YL: I just think such feelings and reactions are in our nature and we have to include them. I don’t think you can ever set up this happy little world around you. It’s not just happiness. Maybe we basically feel much more alive when we’re also in pain. I think it would be a very one-dimensional thing if the bereaved people only needed to recreate their happy moments. Some would opt for this possibly, but to me it seems that this whole thing would become more real to them if they also re-experienced conflict or sad moments. The role-playing involves every aspect of the memory of the loved one. To me it’s just more real like that. It’s like the way actors enjoy to be engaged with dangerous things, they like to get hurt. It’s like somehow for different reasons we need to go through these things as well. The role-playing is already fake anyway: there’s this person that you don’t really know and pretends to be someone you love.

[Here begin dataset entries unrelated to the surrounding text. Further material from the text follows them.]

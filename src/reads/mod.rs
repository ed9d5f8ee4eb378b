//! Sequencing read-run validation and selection.
//!
//! Read runs come back from the sequence archive as loosely typed rows.
//! This module decides which rows are selectable, which filters a workflow
//! step implies, what to warn about once rows are selected, and how the
//! selection is written into the workflow configuration.
//!
//! - [`validation`]: Per-run layout and FASTQ-count checks
//! - [`filters`]: Pre-selection filters from a step and its data requirements
//! - [`warnings`]: Advisory mismatch warnings and the pre-selection reconcile step
//! - [`selection`]: Selection by accession and the configured read collections
//! - [`query`]: Accession parsing and archive search
//!
//! ## Example
//!
//! ```rust
//! use assembly_config::core::read_run::BaseReadRun;
//! use assembly_config::reads::validation::normalize;
//!
//! let runs = normalize(vec![BaseReadRun {
//!     run_accession: "SRR000001".to_string(),
//!     library_layout: "PAIRED".to_string(),
//!     fastq_ftp: "a_1.fastq.gz".to_string(),
//!     ..Default::default()
//! }]);
//!
//! assert!(!runs[0].is_valid());
//! assert_eq!(
//!     runs[0].validation.error.as_deref(),
//!     Some("\"PAIRED\" run must have exactly 2 FASTQ files, found 1.")
//! );
//! ```

pub mod filters;
pub mod query;
pub mod selection;
pub mod validation;
pub mod warnings;
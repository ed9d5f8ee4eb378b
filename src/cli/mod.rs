//! Command-line interface for assembly-config.
//!
//! This module implements the CLI using clap. Available commands:
//!
//! - **tracks**: Resolve the track hierarchy of an assembly
//! - **verify**: Check a local file against the assembly's checksum manifest
//! - **reads**: Validate read runs and reconcile a selection with a workflow
//! - **formula**: Derive a design formula from a classified sample sheet
//! - **contrasts**: Build contrasts for the primary factor's levels
//!
//! ## Usage
//!
//! ```text
//! # Track tree with checksums
//! assembly-config tracks GCF_000001405.40
//!
//! # JSON output for scripting
//! assembly-config tracks GCF_000001405.40 --format json
//!
//! # Validate runs from the archive and preview a paired-end selection
//! assembly-config reads --accessions SRR000001,SRR000002 --step paired --select SRR000001
//!
//! # Design formula
//! assembly-config formula --classification columns.json --primary condition --covariate batch
//!
//! # Explicit contrasts
//! assembly-config contrasts --levels control,treated,mock --mode explicit --pair control:treated
//! ```

use std::time::Duration;

use clap::{Args, Parser, Subcommand};

use crate::config::{
    Endpoints, DEFAULT_CHECKSUM_TIMEOUT_SECS, DEFAULT_DOWNLOAD_BASE, DEFAULT_FILES_API,
    DEFAULT_SEARCH_API, DEFAULT_TRACKS_API,
};

pub mod contrasts;
pub mod formula;
pub mod reads;
pub mod tracks;
pub mod verify;

#[derive(Parser)]
#[command(name = "assembly-config")]
#[command(author)]
#[command(version)]
#[command(about = "Build validated workflow configuration for genome assemblies")]
#[command(
    long_about = "assembly-config turns genome-browser track lists, sequence-archive read runs and classified sample sheets into workflow configuration.\n\nIt provides:\n- Track hierarchies with resolved download URLs and MD5 checksums\n- Read-run validation and selection warnings against workflow requirements\n- Design formulas and contrasts for differential analysis"
)]
pub struct Cli {
    #[command(subcommand)]
    pub command: Commands,

    /// Enable verbose output
    #[arg(short, long, global = true)]
    pub verbose: bool,

    /// Output format
    #[arg(short, long, global = true, default_value = "text")]
    pub format: OutputFormat,
}

#[derive(Subcommand)]
pub enum Commands {
    /// Resolve the track hierarchy of an assembly
    Tracks(tracks::TracksArgs),

    /// Verify a downloaded file against the assembly's checksum manifest
    Verify(verify::VerifyArgs),

    /// Validate read runs and reconcile a selection with a workflow step
    Reads(reads::ReadsArgs),

    /// Derive a design formula from column classifications
    Formula(formula::FormulaArgs),

    /// Build contrasts over the levels of the primary factor
    Contrasts(contrasts::ContrastsArgs),
}

/// External service endpoints, overridable from the environment
#[derive(Args, Debug, Clone)]
pub struct EndpointArgs {
    /// Track-list API
    #[arg(long, env = "ASSEMBLY_CONFIG_TRACKS_API", default_value = DEFAULT_TRACKS_API)]
    pub tracks_api: String,

    /// Files-listing API
    #[arg(long, env = "ASSEMBLY_CONFIG_FILES_API", default_value = DEFAULT_FILES_API)]
    pub files_api: String,

    /// Download host for track data and manifests
    #[arg(long, env = "ASSEMBLY_CONFIG_DOWNLOAD_BASE", default_value = DEFAULT_DOWNLOAD_BASE)]
    pub download_base: String,

    /// Sequence archive search API
    #[arg(long, env = "ASSEMBLY_CONFIG_SEARCH_API", default_value = DEFAULT_SEARCH_API)]
    pub search_api: String,

    /// Seconds allowed for checksum manifest acquisition
    #[arg(
        long,
        env = "ASSEMBLY_CONFIG_CHECKSUM_TIMEOUT",
        default_value_t = DEFAULT_CHECKSUM_TIMEOUT_SECS
    )]
    pub checksum_timeout: u64,
}

impl EndpointArgs {
    /// Validated endpoint configuration
    ///
    /// # Errors
    ///
    /// Returns an error if any endpoint is not an http(s) URL or the timeout is zero.
    pub fn to_endpoints(&self) -> anyhow::Result<Endpoints> {
        let endpoints = Endpoints {
            tracks_api: self.tracks_api.clone(),
            files_api: self.files_api.clone(),
            download_base: self.download_base.clone(),
            search_api: self.search_api.clone(),
            checksum_timeout: Duration::from_secs(self.checksum_timeout),
        };
        endpoints.validate()?;
        Ok(endpoints)
    }
}

#[derive(Clone, Copy, Debug, clap::ValueEnum)]
pub enum OutputFormat {
    Text,
    Json,
    Tsv,
}

/// Run a future to completion on a fresh multi-threaded runtime
pub(crate) fn block_on<F: std::future::Future>(future: F) -> anyhow::Result<F::Output> {
    let rt = tokio::runtime::Runtime::new()?;
    Ok(rt.block_on(future))
}

#[cfg(test)]
mod tests {
    use clap::CommandFactory;

    use super::*;

    #[test]
    fn test_author_is_package_author() {
        let command = Cli::command();
        assert_eq!(command.get_author(), Some(env!("CARGO_PKG_AUTHORS")));
        assert_eq!(command.get_author(), Some("BRC Analytics"));
    }
}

This is connected to the mood of Greek funerals. There’s no celebration when someone dies. In other cultures there is: people play songs, maybe they have a party and drink somewhere and celebrate the dead. In Greece it’s much darker. There’s no singing. They just go to the church, bury the dead person. Then they drink coffee and eat a particular wheat cake with raisins and it’s all about the pain of mourning. You could think that somehow it’s easier logically to accept death if you also include the bad things about it – it could be easier to let go. Take the lighting shop owner in Alps who wants to relive arguments with his lover. His life with her was just a nightmare, but at the same time he loved her. If he concentrates in the role-playing on all the bad things, maybe that’s the way to let go. That choice would make sense in order to move on.
We’re trying to include everything we can imagine that this situation would bring out in people. We’re experimenting, exploring. I would never want to say outright that families have a masochistic relationship and structure. Basically I think it’s true in many cases, but not in all. You can’t generalise. But it’s there: I do believe that pain in families somehow becomes a way of living, the essence how people manipulate each other. That’s very evident, at least according to my own experience.
In the old Greek comedy films there was always this blackmail by mothers who would faint whenever a son did something they didn’t want. In Greek families there’s blackmail, infliction of suffering, including physical punishment of a kind that wouldn’t be acceptable in some cultures. But then again I heard that in Sweden if a parent hits his child he can end up in prison. That’s kind of absurd in a different way.
The nurse wants to break into family life in Alps, as opposed to breaking out in Dogtooth. What’s the attraction for her?
YL: Her life is empty. She doesn’t feel comfortable in her life. Compared to that, even an abusive lover or family could be better. We did shoot a scene which we didn’t use in the end where she also tried to break into the house of the lighting shop owner. It’s not specifically the family home that appeals to her. What matters is that she’s trying to belong in a different life, whatever that may be, to find something to make her own, to be part of a certain kind of relationship. The Alps group doesn’t satisfy her fundamentally, though it’s through Alps that she perceives opportunities to belong. It’s like saying if you go and play golf you’re fulfilled, but in truth everyone needs something much more substantial. Maybe by doing something else you’re able to meet people, but it’s not the thing itself that fulfils you.
But surely there’s not much difference in the end between the Alps group and the people she thinks might offer her some deeper fulfilment?
YL: Possibly, but I hadn’t thought of that! There’s no right or wrong. In everyday life, when we’re on the outside and see someone doing something completely absurd, we’re surprised and confused. But it’s not for us to judge. We can’t do much more than observe what people do. It seems that the nurse may never find contentment, but ultimately you can’t apply your own logic to everyone else’s actions – or you could, but you’d end up in a dead end.